TO start at the very beginning of the Mos action, the tomb inscriptions begin: ‘Copy of the examination [made by] the priest of the [litter] Aniy who was an officer of the court, of the Hunpet of the shipmaster Neshi [which was in the] village of Neshi, as follows:

‘“I arrived at the village of Neshi, the place where the lands are and of which the citizeness Ur[nero] and the citizeness Takharu spoke. They assembled the heirs of [Neshi] together with the notables of the town … ” ’1

It was, as we saw in Chapter Nine, the mother of Khayri who began legal proceedings in Year 14-plus – the number of months is missing – of Ramses II to establish her son’s ownership of the land, arguing that he was the descendant of Neshi through his grandmother, Urnero. In the tomb account of the events that followed Khayri is referred to by name only once and is elsewhere called mos (the son and heir), to indicate his claim as the rightful inheritor: ‘Then Nubnofret, my (Mos’s) mother, came to cultivate the share of Neshi, my father.2 [But] one prevented the cultivation of it. She complained against the trustee Khay (the defendant). One [caused them to appear before] the [vizier] (in) Heliopolis in Year 14-plus of king [Usermre-Setepenre] Ramses Meiamun, given life.’3

In the latter stages of the action the word mos is again used, but in this case to establish that Huy, the father of the plaintiff, was the rightful heir of Neshi, the original owner of the land. After the goatherd Mesman came:

Papa, priest of the temple of Ptah: ‘I knew … [the scribe Huy], the child (mos) of Urnero [who] cultivated this land [year] by year. He having been engaged in cultivating it while saying: “I am the child (mos) of Urnero, daughter of Neshi.” ’

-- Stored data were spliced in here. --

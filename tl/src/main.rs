use clap::Parser;
use colored::*;
use eyre::{Context, Result};
use tracing::{debug, info};

use todolist::cli::{Cli, Command};
use todolist::config::Config;
use todolist::{TodoList, TodoStore};

fn setup_logging(cli_log_level: Option<&str>, config_log_level: Option<&str>) -> Result<()> {
    // Priority: CLI --log-level > config file > WARN (stdout is for the list itself)
    let level = match cli_log_level.or(config_log_level) {
        Some(s) => match s.to_uppercase().as_str() {
            "TRACE" => tracing::Level::TRACE,
            "DEBUG" => tracing::Level::DEBUG,
            "INFO" => tracing::Level::INFO,
            "WARN" | "WARNING" => tracing::Level::WARN,
            "ERROR" => tracing::Level::ERROR,
            _ => {
                eprintln!("Warning: Unknown log-level '{}', defaulting to WARN", s);
                tracing::Level::WARN
            }
        },
        None => tracing::Level::WARN,
    };

    tracing_subscriber::fmt()
        .with_writer(std::io::stderr)
        .with_env_filter(tracing_subscriber::EnvFilter::from_default_env().add_directive(level.into()))
        .try_init()
        .map_err(|e| eyre::eyre!(e))?;

    debug!("Logging initialized (level: {:?})", level);
    Ok(())
}

fn render(list: &TodoList) {
    if list.is_empty() {
        println!("No tasks");
        return;
    }

    for (index, item) in list.iter().enumerate() {
        if item.done {
            println!("{} {:>2}  {}", "[x]".green(), index, item.text.dimmed());
        } else {
            println!("{} {:>2}  {}", "[ ]".yellow(), index, item.text);
        }
    }
}

fn main() -> Result<()> {
    let cli = Cli::parse();

    let config_log_level = Config::load_log_level(cli.config.as_ref());
    setup_logging(cli.log_level.as_deref(), config_log_level.as_deref()).context("Failed to setup logging")?;

    let config = Config::load(cli.config.as_ref()).context("Failed to load configuration")?;
    let store_path = cli.store.clone().unwrap_or(config.store_path);

    let store = TodoStore::open(&store_path);
    info!(store = %store.location(), "todolist starting");

    let command = cli.command.unwrap_or(Command::List);
    debug!(?command, "main: dispatching command");

    if command == Command::Path {
        println!("{}", store.location());
        return Ok(());
    }

    let mut list = store
        .load()
        .context(format!("Failed to load tasks from {}", store.location()))?;

    match command {
        Command::List | Command::Path => {}
        Command::Add { text } => {
            let text = text.join(" ");
            match store.add_task(&mut list, &text) {
                Some(index) => println!("{} Added task {}: {}", "✓".green(), index, text.cyan()),
                None => println!("{} Nothing to add: task text is blank", "!".yellow()),
            }
        }
        Command::Toggle { index } => {
            let done = store.toggle_task(&mut list, index)?;
            let state = if done { "done" } else { "not done" };
            println!("{} Task {} marked {}", "✓".green(), index, state);
        }
        Command::Done { index } => {
            if store.set_done(&mut list, index, true)? {
                println!("{} Task {} marked done", "✓".green(), index);
            } else {
                println!("Task {} already done", index);
            }
        }
        Command::Undone { index } => {
            if store.set_done(&mut list, index, false)? {
                println!("{} Task {} marked not done", "✓".green(), index);
            } else {
                println!("Task {} already not done", index);
            }
        }
        Command::Delete { index } => {
            let removed = store.delete_task(&mut list, index)?;
            println!("{} Deleted task {}: {}", "✓".green(), index, removed.text);
        }
    }

    render(&list);
    Ok(())
}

[Hori], bee-keeper of the Treasury of Pharaoh: ‘[As to the scribe Huy], (he was the) child (mos) of Urnero, and as to Urnero (she was the) daughter of Neshi.’

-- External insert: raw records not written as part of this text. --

//! Persistence backends for a todo list

use std::fs;
use std::io::ErrorKind;
use std::path::{Path, PathBuf};
use tracing::{debug, error, info};

use crate::error::StoreError;
use crate::item::TodoList;

/// Outcome of writing the list; saving never raises
#[derive(Debug, Clone, Copy, PartialEq, Eq)]
pub enum SaveStatus {
    Saved,
    Failed,
}

impl SaveStatus {
    pub fn is_saved(self) -> bool {
        self == Self::Saved
    }
}

/// Where a todo list is read from and written to
pub trait Persistence {
    /// Load the whole list; an absent store yields an empty list
    fn load(&self) -> Result<TodoList, StoreError>;

    /// Write the whole list, logging and reporting failure instead of raising
    fn save(&self, list: &TodoList) -> SaveStatus;

    /// Human-readable location, used in logs and by `tl path`
    fn location(&self) -> String;
}

/// A single JSON file holding the whole list
#[derive(Debug, Clone)]
pub struct JsonFile {
    path: PathBuf,
}

impl JsonFile {
    pub fn new(path: impl AsRef<Path>) -> Self {
        Self {
            path: path.as_ref().to_path_buf(),
        }
    }

    pub fn path(&self) -> &Path {
        &self.path
    }

    fn write(&self, list: &TodoList) -> eyre::Result<()> {
        if let Some(parent) = self.path.parent()
            && !parent.as_os_str().is_empty()
        {
            fs::create_dir_all(parent)?;
        }
        let json = serde_json::to_string(list)?;
        fs::write(&self.path, json)?;
        Ok(())
    }
}

impl Persistence for JsonFile {
    fn load(&self) -> Result<TodoList, StoreError> {
        let content = match fs::read_to_string(&self.path) {
            Ok(content) => content,
            Err(e) if e.kind() == ErrorKind::NotFound => {
                debug!(path = %self.path.display(), "JsonFile::load: no store file, starting empty");
                return Ok(TodoList::new());
            }
            Err(source) => {
                return Err(StoreError::Io {
                    path: self.path.clone(),
                    source,
                });
            }
        };

        let list: TodoList = serde_json::from_str(&content).map_err(|e| StoreError::Corrupt {
            path: self.path.clone(),
            reason: e.to_string(),
        })?;

        debug!(path = %self.path.display(), count = list.len(), "JsonFile::load: loaded tasks");
        Ok(list)
    }

    fn save(&self, list: &TodoList) -> SaveStatus {
        if let Err(e) = self.write(list) {
            error!(path = %self.path.display(), error = %e, "Failed to save file");
            return SaveStatus::Failed;
        }

        if self.path.exists() {
            info!(path = %self.path.display(), count = list.len(), "File saved successfully");
            SaveStatus::Saved
        } else {
            error!(path = %self.path.display(), "Failed to save file: not present after write");
            SaveStatus::Failed
        }
    }

    fn location(&self) -> String {
        self.path.display().to_string()
    }
}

Nebnufer, chief of the stable: ‘As to the scribe Huy, he used [to cultivate his lands year] by year. He acted according to all his desire(s). They carried in for him the crops of the fields year by year. He used to dispute with the citizeness Takharu (his mother’s sister), mother of the soldier Sementawi, and then he disputed with Sementawi her son so that [the land] should be given [to] Huy and they were confirmed.’

Citizeness Tentpaihay: ‘As Amun endures, and as the ruler endures, if I speak falsely, let me be (banished) to the back of the house. As to [the scribe Huy] (he is) the child [mos] of Urnero, and as to Urnero, (she is) the daughter of Neshi.’